* [Problem to work on]
Using the records below, output the stretch that opens with the line containing "next_tick += period;" and closes with the line containing "self.stop.store(true, Ordering::Relaxed);", exactly and including both lines, with nothing more.
• • • •
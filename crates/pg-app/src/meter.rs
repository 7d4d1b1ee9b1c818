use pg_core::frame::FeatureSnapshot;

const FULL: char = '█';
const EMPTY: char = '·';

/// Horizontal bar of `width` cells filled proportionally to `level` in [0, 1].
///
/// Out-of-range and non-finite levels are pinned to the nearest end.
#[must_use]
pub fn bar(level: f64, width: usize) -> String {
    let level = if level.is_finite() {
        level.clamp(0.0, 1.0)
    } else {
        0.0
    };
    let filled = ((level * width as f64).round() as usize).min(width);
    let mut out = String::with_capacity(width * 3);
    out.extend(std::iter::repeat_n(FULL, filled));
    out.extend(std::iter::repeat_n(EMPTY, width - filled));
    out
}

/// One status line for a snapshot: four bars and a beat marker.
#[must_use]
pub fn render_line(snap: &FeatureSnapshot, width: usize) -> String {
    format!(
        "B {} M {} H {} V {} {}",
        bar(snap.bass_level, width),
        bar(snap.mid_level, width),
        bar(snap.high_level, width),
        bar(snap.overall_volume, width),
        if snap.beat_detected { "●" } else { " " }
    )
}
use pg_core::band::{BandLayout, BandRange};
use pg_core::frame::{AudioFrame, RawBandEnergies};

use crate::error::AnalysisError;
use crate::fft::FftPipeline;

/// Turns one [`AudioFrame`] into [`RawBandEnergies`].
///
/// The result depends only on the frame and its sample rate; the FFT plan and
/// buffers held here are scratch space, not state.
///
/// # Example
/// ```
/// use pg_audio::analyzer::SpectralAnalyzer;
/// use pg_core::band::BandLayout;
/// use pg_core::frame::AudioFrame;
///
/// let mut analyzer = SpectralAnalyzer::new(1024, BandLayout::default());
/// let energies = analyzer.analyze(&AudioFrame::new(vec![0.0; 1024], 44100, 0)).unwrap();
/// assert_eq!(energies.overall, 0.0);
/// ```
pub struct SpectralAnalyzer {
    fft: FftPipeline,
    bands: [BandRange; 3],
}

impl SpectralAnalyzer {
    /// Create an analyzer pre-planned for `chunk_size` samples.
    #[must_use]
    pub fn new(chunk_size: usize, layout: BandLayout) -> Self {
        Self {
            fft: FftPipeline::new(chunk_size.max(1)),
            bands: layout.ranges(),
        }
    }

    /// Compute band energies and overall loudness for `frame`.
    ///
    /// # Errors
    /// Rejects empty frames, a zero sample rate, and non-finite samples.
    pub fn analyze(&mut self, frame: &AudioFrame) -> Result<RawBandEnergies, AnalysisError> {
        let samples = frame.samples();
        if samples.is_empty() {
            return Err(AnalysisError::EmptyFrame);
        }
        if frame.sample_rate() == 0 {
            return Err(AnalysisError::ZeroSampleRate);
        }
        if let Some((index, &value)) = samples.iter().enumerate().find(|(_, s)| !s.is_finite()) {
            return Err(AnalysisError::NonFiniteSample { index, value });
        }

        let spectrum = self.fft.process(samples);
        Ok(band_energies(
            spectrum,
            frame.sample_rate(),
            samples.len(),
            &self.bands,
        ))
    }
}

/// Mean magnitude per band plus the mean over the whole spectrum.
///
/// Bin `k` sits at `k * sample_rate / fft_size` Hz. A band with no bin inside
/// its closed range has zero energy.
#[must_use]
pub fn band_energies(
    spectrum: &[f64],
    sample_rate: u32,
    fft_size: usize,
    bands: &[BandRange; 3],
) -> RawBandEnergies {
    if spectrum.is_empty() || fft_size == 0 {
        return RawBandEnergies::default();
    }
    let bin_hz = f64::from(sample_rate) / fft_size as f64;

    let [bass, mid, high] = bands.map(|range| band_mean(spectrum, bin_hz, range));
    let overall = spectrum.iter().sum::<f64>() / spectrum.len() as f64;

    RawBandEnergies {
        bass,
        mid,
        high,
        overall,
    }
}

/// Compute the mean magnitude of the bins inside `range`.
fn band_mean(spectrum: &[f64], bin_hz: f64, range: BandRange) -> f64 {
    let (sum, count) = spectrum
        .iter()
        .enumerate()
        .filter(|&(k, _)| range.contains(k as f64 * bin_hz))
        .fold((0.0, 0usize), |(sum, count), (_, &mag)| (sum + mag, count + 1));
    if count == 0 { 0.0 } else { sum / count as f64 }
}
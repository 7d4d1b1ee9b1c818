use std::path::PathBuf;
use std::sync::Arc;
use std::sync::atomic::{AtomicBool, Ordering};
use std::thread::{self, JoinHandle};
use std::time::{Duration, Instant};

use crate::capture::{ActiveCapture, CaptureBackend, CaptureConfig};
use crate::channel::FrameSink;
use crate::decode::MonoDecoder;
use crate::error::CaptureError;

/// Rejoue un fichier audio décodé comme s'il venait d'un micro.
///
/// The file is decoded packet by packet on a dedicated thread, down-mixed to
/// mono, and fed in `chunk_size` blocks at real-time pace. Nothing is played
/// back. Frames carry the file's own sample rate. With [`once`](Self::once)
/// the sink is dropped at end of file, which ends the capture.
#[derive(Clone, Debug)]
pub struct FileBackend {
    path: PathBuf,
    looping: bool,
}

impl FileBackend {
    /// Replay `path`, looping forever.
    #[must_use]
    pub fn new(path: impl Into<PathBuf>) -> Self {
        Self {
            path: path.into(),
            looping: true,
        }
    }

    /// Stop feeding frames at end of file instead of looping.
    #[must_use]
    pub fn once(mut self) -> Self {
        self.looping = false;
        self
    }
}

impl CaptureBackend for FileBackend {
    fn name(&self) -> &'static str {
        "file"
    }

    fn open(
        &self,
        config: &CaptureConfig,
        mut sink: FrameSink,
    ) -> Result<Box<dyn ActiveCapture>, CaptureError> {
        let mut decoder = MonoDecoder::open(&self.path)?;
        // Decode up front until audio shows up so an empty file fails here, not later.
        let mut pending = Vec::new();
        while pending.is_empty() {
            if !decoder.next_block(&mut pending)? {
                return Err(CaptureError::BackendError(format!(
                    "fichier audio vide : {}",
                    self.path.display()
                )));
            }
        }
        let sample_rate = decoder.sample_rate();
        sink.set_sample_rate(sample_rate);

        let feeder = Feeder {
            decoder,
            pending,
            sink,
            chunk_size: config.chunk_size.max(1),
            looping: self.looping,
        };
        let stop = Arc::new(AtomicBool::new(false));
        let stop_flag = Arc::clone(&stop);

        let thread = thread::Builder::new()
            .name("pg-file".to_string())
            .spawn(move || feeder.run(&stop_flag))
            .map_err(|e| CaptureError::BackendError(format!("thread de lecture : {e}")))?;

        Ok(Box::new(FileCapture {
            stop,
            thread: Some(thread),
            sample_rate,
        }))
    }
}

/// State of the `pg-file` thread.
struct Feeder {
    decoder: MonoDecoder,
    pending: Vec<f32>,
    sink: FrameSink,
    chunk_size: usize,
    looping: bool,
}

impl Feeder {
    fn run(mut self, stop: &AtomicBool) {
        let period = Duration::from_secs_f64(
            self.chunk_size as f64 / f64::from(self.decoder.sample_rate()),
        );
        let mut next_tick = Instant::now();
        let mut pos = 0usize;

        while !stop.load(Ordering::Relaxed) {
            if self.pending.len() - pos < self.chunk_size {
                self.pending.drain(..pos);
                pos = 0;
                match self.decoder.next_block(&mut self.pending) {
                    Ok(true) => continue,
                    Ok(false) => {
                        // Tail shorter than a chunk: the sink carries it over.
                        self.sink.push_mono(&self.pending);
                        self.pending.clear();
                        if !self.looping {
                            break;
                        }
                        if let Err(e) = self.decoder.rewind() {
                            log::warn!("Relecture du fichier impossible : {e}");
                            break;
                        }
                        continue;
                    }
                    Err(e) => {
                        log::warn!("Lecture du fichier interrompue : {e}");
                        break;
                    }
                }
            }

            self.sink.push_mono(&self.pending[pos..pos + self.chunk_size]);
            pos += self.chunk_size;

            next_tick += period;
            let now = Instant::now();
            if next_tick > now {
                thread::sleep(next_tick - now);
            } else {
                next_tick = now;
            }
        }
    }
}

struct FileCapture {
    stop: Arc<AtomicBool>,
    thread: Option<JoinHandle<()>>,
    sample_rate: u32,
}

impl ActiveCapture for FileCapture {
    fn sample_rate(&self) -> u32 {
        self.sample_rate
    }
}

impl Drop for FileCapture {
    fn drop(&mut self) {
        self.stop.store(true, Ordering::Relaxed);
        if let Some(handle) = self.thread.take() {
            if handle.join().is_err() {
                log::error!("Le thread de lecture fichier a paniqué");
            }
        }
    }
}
• • • •
* [Exercise solution]
            next_tick += period;
            let now = Instant::now();
            if next_tick > now {
                thread::sleep(next_tick - now);
            } else {
                next_tick = now;
            }
        }
    }
}

struct FileCapture {
    stop: Arc<AtomicBool>,
    thread: Option<JoinHandle<()>>,
    sample_rate: u32,
}

impl ActiveCapture for FileCapture {
    fn sample_rate(&self) -> u32 {
        self.sample_rate
    }
}

impl Drop for FileCapture {
    fn drop(&mut self) {
        self.stop.store(true, Ordering::Relaxed);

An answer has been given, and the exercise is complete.